DeLoach lost his reelection bid to opponent Steve Marshall.
Stirewalt opted not to seek reelection.
When reflecting on their respective tenures, DeLoach said he enjoyed and appreciated his four-year tenure on the board.
“The people were good to work with. I think we had a wonderful board and worked well together, and I hope the chemistry continues, and I just wish them the best luck in the world,” he said.
Following the election, DeLoach congratulated Marshall, wished him the best, and told him, “If there’s anything I can do for him I’ll be glad to do it.”
Along with the people he worked with while on the board, DeLoach said he will miss being able to make a difference for the county.
“I’ll especially miss the work I did with VACO (Virginia Association of Counties) and getting to know people across the state,” he said.
DeLoach said his favorite memory and one of his biggest accomplishments of being on the board is the first year he, Stirewalt, and Clayton Kendrick, came onto the board, they were able to balance the budget and turn the county’s finances around a little bit.
Additionally, “I think the connections I made across the state were helpful, and I think they could be followed up and some good things done,” he said. “I think we became more professional, and I hope it keeps going, it should.”
DeLoach also believes Beth Simms, the new County Administrator, has the skills and the ideas to make a real difference “if people will work with her.”
One thing he wishes he could have accomplished was bringing 24-hour medical care to Patrick County.
“From the first, I said we really probably couldn’t get a hospital, and then it seemed to fall in our lap, and now it’s not going to work. So, I’m disappointed in that. I wish in a sense we had pushed harder to just get just the emergency room and maybe two or three beds, and not be pulled in other directions,” he said.
DeLoach said he hopes the encouragement to take more classes and learn more about the job continues for other board members.
“I hope they work hard to learn more. There’s more to it than just sitting there and saying yes or no,” he said.
DeLoach said he is leaving the board with his head held high, and noted there is no disgrace in losing.
“I think the disgrace is in thinking you can do something for people and not trying,” he said. “I hold no ill will toward anybody. Somebody asked me about my opponent, and I said, ‘You know, he was just trying to do the same thing, win the election.’ Which he did, so more power to him.”
For her part, Stirewalt said she felt she had accomplished the three main goals that prompted her to run for office, including a strong change in leadership, a stable financial status for the county, and restoring the board’s reputation.
In addition to meeting the goals that led her to run, Stirewalt also feels she aided in getting more paid Emergency Medical Services (EMS).

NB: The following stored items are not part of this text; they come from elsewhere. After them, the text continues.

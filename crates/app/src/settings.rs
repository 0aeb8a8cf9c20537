//! Handles settings for the application. Configuration is written in
//! `settings.toml`, with environment overrides under the `WIREPAY`
//! prefix (e.g. `WIREPAY_SERVER__PORT=9000`).

use config::{Config, ConfigError, Environment, File};
use serde::Deserialize;

#[derive(Debug, Deserialize)]
pub struct App {
    pub level: String,
}

#[derive(Debug, Deserialize)]
pub struct Server {
    pub bind: Option<String>,
    pub port: u16,
}

/// Backing store selection. `memory` is the in-process backend; the
/// `endpoint` field is read for networked backends configured behind
/// the same adapter.
#[derive(Debug, Deserialize)]
#[serde(rename_all = "lowercase")]
pub enum StoreBackend {
    Memory,
}

#[derive(Debug, Deserialize)]
pub struct Store {
    pub backend: StoreBackend,
    pub endpoint: Option<String>,
}

#[derive(Debug, Deserialize)]
pub struct Settings {
    pub app: App,
    pub server: Server,
    pub store: Store,
}

impl Settings {
    pub fn new() -> Result<Self, ConfigError> {
        let settings = Config::builder()
            .set_default("app.level", "info")?
            .set_default("server.port", 8080)?
            .set_default("store.backend", "memory")?
            .add_source(File::with_name("settings").required(false))
            .add_source(Environment::with_prefix("WIREPAY").separator("__"))
            .build()?;

        settings.try_deserialize()
    }
}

Stirewalt said she wishes she could have accomplished getting “full paid EMS staff, EMS building to house ambulances, recruitment of a healthcare provider” during her tenure on the board, but those tasks will fall to the current leadership.
“My family needs me more now,” she said, adding that she will miss brainstorming with county staff, former staff, and other board members to see how they can make things better.
She expressed gratitude to her employers – Felecia Shelor, Terri Birkett, and Vicki Bennett – for their understanding and cooperation in allowing her to do her job as a supervisor during working hours.
“It shows their dedication to the county as well,” she said. “And I’d like to thank all of the county staff and elected officials for their dedication, and for working tirelessly to improve the quality of life in our beautiful county.”